As industrialization transformed Rhode Island in the nineteenth century, Barrington was affected, although not in a typical way. Lacking suitable water-power sites or a working waterfront, the Town was largely bypassed in the extensive development of water and steam- powered factories. When industry did arrive, it was in 1840 in the form of brick manufacturing. In the process of working claybeds in the Nayatt area, the brick manufacturers transformed Mouscochuck Creek into a barge canal and created the claypits, now flooded and known as Brickyard Pond and Echo Lake. This industrywhich persisted until the 1930's, also transformed the Town's social landscape; large numbers of Italian immigrants joined the workforce in the late nineteenth century, and remained to develop their own neighborhoods along Maple Avenue and Middle Highway.

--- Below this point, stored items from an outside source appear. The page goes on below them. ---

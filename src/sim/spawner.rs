//! Time-gated asteroid spawning

use glam::Vec3;
use rand::Rng;
use serde::{Deserialize, Serialize};

use super::pool::EntityPool;
use super::state::{Asteroid, AsteroidKind};
use crate::tuning::Tuning;

/// Spawn clock and round-robin counter
#[derive(Debug, Clone, Default, PartialEq, Serialize, Deserialize)]
pub struct Spawner {
    /// Host time of the last timed spawn
    pub last_spawn_time: f32,
    /// Asteroids spawned since the run started (drives kind rotation)
    pub total_spawned: u64,
}

impl Spawner {
    /// Spawn one asteroid if more than `spawn_period` has passed since the last timed spawn
    pub fn maybe_spawn<R: Rng>(
        &mut self,
        current_time: f32,
        asteroids: &mut EntityPool<Asteroid>,
        rng: &mut R,
        tuning: &Tuning,
    ) -> Option<usize> {
        if current_time - self.last_spawn_time > tuning.spawn_period {
            self.last_spawn_time = current_time;
            Some(self.spawn(asteroids, rng, tuning))
        } else {
            None
        }
    }

    /// Spawn one asteroid unconditionally, returning its index
    pub fn spawn<R: Rng>(&mut self, asteroids: &mut EntityPool<Asteroid>, rng: &mut R, tuning: &Tuning) -> usize {
        let x = rng.random_range(-tuning.spawn_x_max..=tuning.spawn_x_max);
        let pos = Vec3::new(x, 0.0, tuning.spawn_z);
        let frames_to_origin = rng.random_range(tuning.min_frames_to_origin..=tuning.max_frames_to_origin);
        let rotation_axis = Vec3::new(rng.random::<f32>(), rng.random::<f32>(), rng.random::<f32>());
        let kind = AsteroidKind::for_spawn_index(self.total_spawned);

        self.total_spawned += 1;
        let index = asteroids.spawn(Asteroid::new(pos, kind, frames_to_origin, rotation_axis));
        log::debug!(
            "Asteroid {} spawned at ({:.2}, {:.2}, {:.2}), {:.0} frames to origin",
            index,
            pos.x,
            pos.y,
            pos.z,
            frames_to_origin
        );
        index
    }
}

Mancini's Store A second pivotal event occurred in the mid nineteenth century with the construction of the Providence, Warren and Bristol Railroad across town in 1855. At a time when Providence was becoming the region's commercial, financial and industrial center, the railroad brought Barrington within the City's sphere and initiated the trend of suburban residential development which was to dominate the Town's future. A new neighborhood began to develop along the rail line at Drownville in West Barrington, and a new town center emerged where the railroad crossed County Road. At the same time, the Town began to draw the attention of those eager for relief from the City. At Nayatt Point resort hotels appeared while both vacation and year-round homes spread along the extensive shore- front. These developments included both expensive building in prime locations, as well as more modest houses where conditions allowed.

Mancini's Store The patterns established in the second half of the nineteenth century guided Barrington's growth into the twentieth century. The railroad also promoted the growth of a small industrial district in Bay Spring, where factories engaged in textile finishing and lace-making. The automobile, which first supplemented and then replaced the railroad as a means of transportation between Barrington and Providence, induced a broader pattern of development across the Town. The post-World War II era saw Barrington as a favored suburb absorbing still more residential development.

 

Mail Wagon Today, this trend has reached a climax of sorts. While the once- predominant rural flavor is still apparent, Barrington's agricultural character has greatly diminished in the recent past and recreational boating now dominates over commercial fishing activities on the waterfront. The Town's industry, which was always limited, has gradually dwindled to its present minor status. Barrington is most readily identified as a commuter suburb typified by its extensive residential neighborhoods, yet more than three hundred years of history have indelibly stamped the Town's character and contribute powerfully to its distinctive and attractive appearance.